The first U-turn came last year, when the Prime Minister proposed the World Health Organization be given “weapons inspector”-style investigators and the veto rights of individual member states be removed. Another came this week when he called on liberal democracies to “buttress” the World Trade Organization, so it can better penalise “bad behaviour when it occurs”.

“Negative globalism” has joined “debt and deficit” as a relic of the pre-Covid age. What was “unaccountable internationalist bureaucracy” in 2019 is now the “rules-based international order”. Two years ago, the Prime Minister said globalism should not “direct and centralise” and “impose a mandate”. He now warns that the coercive powers of these international bodies are too limited, too weak or too infrequently wielded.

The pandemic requires a global vaccine rollout. Otherwise, there will always be the risk of an outbreak from returned Australians in quarantine, not to mention unsustainable limitations on international travel. Rich countries have “hoovered up” the available vaccines, but a “two-track pandemic” ultimately hurts all of us. Until we are all safe, no one is safe.

The great technology disruptions caused by digital platforms like Google and Facebook, whose secret and unregulated algorithms threaten democracy, cannot be addressed in one country alone. The tech giants have already shown their willingness to punish individual countries – Google against Spain’s modest levy on search snippets in 2014 and Facebook against Australia earlier this year when the pages of government departments, emergency services, regulators, charities, trade unions and news services were indiscriminately blocked. Nor are all the actors who spread online disinformation about Australia based here.

And just this week, the G7 has flagged placing a global floor on tax rates and measures to stop companies shifting profits for tax purposes. The globalised economy encourages countries like Ireland, Hungary and Cyprus to set low corporate tax rates to attract multinational corporations, who make most of their sales in higher-taxing jurisdictions. Agreement on a minimum tax rate – though the feted 15 per cent is too low, and Biden’s proposed 21 per cent would be better – reduces this perverse incentive that has fed a race to the bottom.

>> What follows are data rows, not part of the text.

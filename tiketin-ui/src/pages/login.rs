//! Login Page

use leptos::*;
use leptos_router::*;
use tiketin::Credentials;

use crate::api;
use crate::components::InlineLoading;
use crate::state::GlobalState;

/// Login form; organizers land on the dashboard, everyone else on the catalog
#[component]
pub fn Login() -> impl IntoView {
    let state = use_context::<GlobalState>().expect("GlobalState not found");
    let navigate = use_navigate();

    let (identifier, set_identifier) = create_signal(String::new());
    let (password, set_password) = create_signal(String::new());
    let (submitting, set_submitting) = create_signal(false);

    let submit = move |ev: ev::SubmitEvent| {
        ev.prevent_default();
        let credentials = Credentials {
            identifier: identifier.get_untracked().trim().to_string(),
            password: password.get_untracked(),
        };
        if credentials.identifier.is_empty() || credentials.password.is_empty() {
            state.show_error("Email/username and password are required");
            return;
        }

        set_submitting.set(true);
        let state = state.clone();
        let navigate = navigate.clone();
        spawn_local(async move {
            match api::api().login(&credentials).await {
                Ok(response) => {
                    state.refresh_session();
                    state.show_success(&format!(
                        "Welcome, {}!",
                        response.name.as_deref().unwrap_or(&credentials.identifier)
                    ));
                    navigate(landing_path(response.role.as_deref()), Default::default());
                }
                Err(e) => state.report("Login failed", &e),
            }
            set_submitting.set(false);
        });
    };

    view! {
        <div class="min-h-[70vh] flex items-center justify-center px-4">
            <form on:submit=submit class="w-full max-w-md bg-white rounded-3xl shadow p-8 space-y-5">
                <div class="text-center">
                    <h1 class="text-2xl font-bold">"Welcome back"</h1>
                    <p class="text-slate-500 text-sm mt-1">"Log in to book tickets and manage events"</p>
                </div>

                <div>
                    <label class="block text-sm text-slate-600 mb-1">"Email or username"</label>
                    <input
                        type="text"
                        autocomplete="username"
                        prop:value=move || identifier.get()
                        on:input=move |ev| set_identifier.set(event_target_value(&ev))
                        class="w-full border rounded-lg px-4 py-3 focus:outline-none focus:ring-2 focus:ring-blue-400"
                    />
                </div>

                <div>
                    <label class="block text-sm text-slate-600 mb-1">"Password"</label>
                    <input
                        type="password"
                        autocomplete="current-password"
                        prop:value=move || password.get()
                        on:input=move |ev| set_password.set(event_target_value(&ev))
                        class="w-full border rounded-lg px-4 py-3 focus:outline-none focus:ring-2 focus:ring-blue-400"
                    />
                </div>

                <button
                    type="submit"
                    disabled=move || submitting.get()
                    class="w-full py-3 bg-blue-600 hover:bg-blue-700 disabled:bg-slate-400 text-white rounded-lg font-semibold transition-colors"
                >
                    {move || if submitting.get() {
                        view! { <InlineLoading /> " Logging in..." }.into_view()
                    } else {
                        "Log In".into_view()
                    }}
                </button>

                <p class="text-center text-sm text-slate-500">
                    "No account yet? "
                    <A href="/register" class="text-blue-600 hover:underline">"Register"</A>
                </p>
            </form>
        </div>
    }
}

/// Where to go after a successful login
fn landing_path(role: Option<&str>) -> &'static str {
    match role {
        Some(role) if role.eq_ignore_ascii_case("admin") => "/organizer/dashboard",
        _ => "/",
    }
}

#[cfg(test)]
mod tests {
    use super::*;

    #[test]
    fn test_landing_path() {
        assert_eq!(landing_path(Some("admin")), "/organizer/dashboard");
        assert_eq!(landing_path(Some("user")), "/");
        assert_eq!(landing_path(None), "/");
    }
}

The rise of China, and its increased willingness to flex its muscles when it comes to trade with Australia or democracy in Hong Kong, needs a firm but measured response from liberal democracies. However, we cannot expect China to respect an international order that Australia does not. When the Prime Minister rejected the authority of international organisations, he put wind in China’s sails.

As for climate, the G7-plus summit marks the beginning of a new storm of diplomatic pressure on Australia. This pressure is why Australia will have a net-zero by 2050 target by the time the Glasgow COP comes around in November, regardless of who is Prime Minister. That is a done deal. The election may come before November, allowing Morrison to sidestep the issue during the campaign, but one way or another Australia will adopt the 2050 net-zero target this year.

The real question now is whether the government will commit to a short-term target that measures up to President Biden’s recent announcement. The United States has committed to reduce emissions by at least 50 per cent by 2030, abating a huge 5.2 billion tonnes of carbon dioxide. Australia’s goal of a 26 to 28 per cent reduction by 2030 is not even as ambitious as the US’s previous target, let alone their new one.

The Prime Minister has made much of the need for liberal democracies to work together; he could start by matching the United States’ 2030 climate target.

Abandoning negative globalism requires a bigger U-turn than any that have been made so far. The biggest global problem of them all requires the biggest global solution. Australia’s plans to build 23 new coal mines in NSW, open up a whole new coal basin via the Adani mine in Queensland, and approve vast new gas basins in the Northern Territory and Western Australia, show just how negative our attitudes to the globe remain.